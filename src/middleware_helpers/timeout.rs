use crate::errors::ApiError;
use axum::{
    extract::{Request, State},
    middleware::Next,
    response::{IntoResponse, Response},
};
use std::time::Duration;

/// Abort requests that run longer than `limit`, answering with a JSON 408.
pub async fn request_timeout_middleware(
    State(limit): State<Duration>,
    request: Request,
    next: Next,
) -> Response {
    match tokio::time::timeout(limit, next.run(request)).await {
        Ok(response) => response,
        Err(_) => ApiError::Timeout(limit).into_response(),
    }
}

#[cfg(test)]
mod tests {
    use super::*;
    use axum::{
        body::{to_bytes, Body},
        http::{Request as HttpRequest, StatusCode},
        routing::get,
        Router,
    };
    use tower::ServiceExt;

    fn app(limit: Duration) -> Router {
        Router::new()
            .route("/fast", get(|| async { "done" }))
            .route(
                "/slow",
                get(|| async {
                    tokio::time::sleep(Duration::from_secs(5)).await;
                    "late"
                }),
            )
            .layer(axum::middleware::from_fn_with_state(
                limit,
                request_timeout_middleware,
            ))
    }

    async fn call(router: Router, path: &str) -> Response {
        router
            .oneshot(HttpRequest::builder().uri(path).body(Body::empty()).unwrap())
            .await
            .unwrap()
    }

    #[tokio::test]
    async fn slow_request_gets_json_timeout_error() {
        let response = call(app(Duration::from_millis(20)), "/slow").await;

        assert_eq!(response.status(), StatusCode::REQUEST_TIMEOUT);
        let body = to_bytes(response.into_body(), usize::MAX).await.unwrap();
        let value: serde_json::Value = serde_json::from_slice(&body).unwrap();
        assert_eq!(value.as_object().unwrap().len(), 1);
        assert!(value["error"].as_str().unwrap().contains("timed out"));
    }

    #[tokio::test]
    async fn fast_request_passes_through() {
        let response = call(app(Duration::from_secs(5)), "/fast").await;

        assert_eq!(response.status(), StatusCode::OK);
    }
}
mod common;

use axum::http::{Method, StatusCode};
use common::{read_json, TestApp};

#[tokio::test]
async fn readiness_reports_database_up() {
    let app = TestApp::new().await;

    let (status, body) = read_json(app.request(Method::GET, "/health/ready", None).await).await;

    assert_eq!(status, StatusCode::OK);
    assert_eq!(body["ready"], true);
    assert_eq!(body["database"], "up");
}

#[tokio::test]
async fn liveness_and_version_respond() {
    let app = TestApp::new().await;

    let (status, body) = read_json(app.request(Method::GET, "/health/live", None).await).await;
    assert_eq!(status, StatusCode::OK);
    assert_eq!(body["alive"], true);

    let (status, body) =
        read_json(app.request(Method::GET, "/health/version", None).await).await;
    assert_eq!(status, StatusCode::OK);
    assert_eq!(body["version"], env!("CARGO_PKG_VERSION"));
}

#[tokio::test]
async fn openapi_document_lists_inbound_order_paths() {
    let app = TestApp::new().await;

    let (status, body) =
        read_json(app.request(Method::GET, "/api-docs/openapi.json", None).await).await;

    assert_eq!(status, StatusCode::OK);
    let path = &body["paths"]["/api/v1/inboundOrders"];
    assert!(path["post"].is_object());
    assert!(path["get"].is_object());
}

_ _ _ _

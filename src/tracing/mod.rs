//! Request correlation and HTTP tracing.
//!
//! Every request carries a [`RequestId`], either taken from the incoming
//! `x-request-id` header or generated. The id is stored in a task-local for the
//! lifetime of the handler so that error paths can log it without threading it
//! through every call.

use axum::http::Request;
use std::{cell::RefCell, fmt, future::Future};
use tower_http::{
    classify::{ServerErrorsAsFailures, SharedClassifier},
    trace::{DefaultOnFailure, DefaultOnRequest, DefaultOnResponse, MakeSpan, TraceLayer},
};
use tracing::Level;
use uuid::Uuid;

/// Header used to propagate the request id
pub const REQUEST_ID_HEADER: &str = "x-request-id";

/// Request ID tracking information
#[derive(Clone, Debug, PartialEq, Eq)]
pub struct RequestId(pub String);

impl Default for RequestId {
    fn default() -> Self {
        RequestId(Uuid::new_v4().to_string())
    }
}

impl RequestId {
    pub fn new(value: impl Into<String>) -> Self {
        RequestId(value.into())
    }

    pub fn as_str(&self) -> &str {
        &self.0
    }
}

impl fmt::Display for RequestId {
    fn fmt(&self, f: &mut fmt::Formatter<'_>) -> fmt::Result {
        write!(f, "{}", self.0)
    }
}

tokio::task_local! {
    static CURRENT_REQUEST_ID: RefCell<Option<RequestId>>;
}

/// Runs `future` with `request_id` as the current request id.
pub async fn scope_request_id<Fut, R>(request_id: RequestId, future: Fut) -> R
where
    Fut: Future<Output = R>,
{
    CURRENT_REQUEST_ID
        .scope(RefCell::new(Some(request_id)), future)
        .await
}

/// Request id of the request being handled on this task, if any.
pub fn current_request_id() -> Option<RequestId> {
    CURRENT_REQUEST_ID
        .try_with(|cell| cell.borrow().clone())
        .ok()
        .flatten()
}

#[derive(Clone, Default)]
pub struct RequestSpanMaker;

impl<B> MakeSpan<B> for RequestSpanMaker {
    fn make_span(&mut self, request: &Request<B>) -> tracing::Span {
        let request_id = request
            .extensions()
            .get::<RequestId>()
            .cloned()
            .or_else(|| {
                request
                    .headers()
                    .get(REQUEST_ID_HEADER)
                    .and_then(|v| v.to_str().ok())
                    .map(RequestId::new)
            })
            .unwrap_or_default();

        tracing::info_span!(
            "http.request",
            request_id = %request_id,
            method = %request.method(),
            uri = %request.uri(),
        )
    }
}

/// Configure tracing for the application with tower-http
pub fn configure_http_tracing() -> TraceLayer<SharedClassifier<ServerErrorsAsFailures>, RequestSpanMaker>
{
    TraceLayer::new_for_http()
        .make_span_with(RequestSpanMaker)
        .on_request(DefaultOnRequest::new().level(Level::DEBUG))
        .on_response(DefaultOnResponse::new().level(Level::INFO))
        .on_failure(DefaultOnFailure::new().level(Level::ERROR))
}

_ _ _ _

If a line in the material contains "TraceLayer", show it.

» TASK SOLUTION:
    trace::{DefaultOnFailure, DefaultOnRequest, DefaultOnResponse, MakeSpan, TraceLayer},
pub fn configure_http_tracing() -> TraceLayer<SharedClassifier<ServerErrorsAsFailures>, RequestSpanMaker>
    TraceLayer::new_for_http()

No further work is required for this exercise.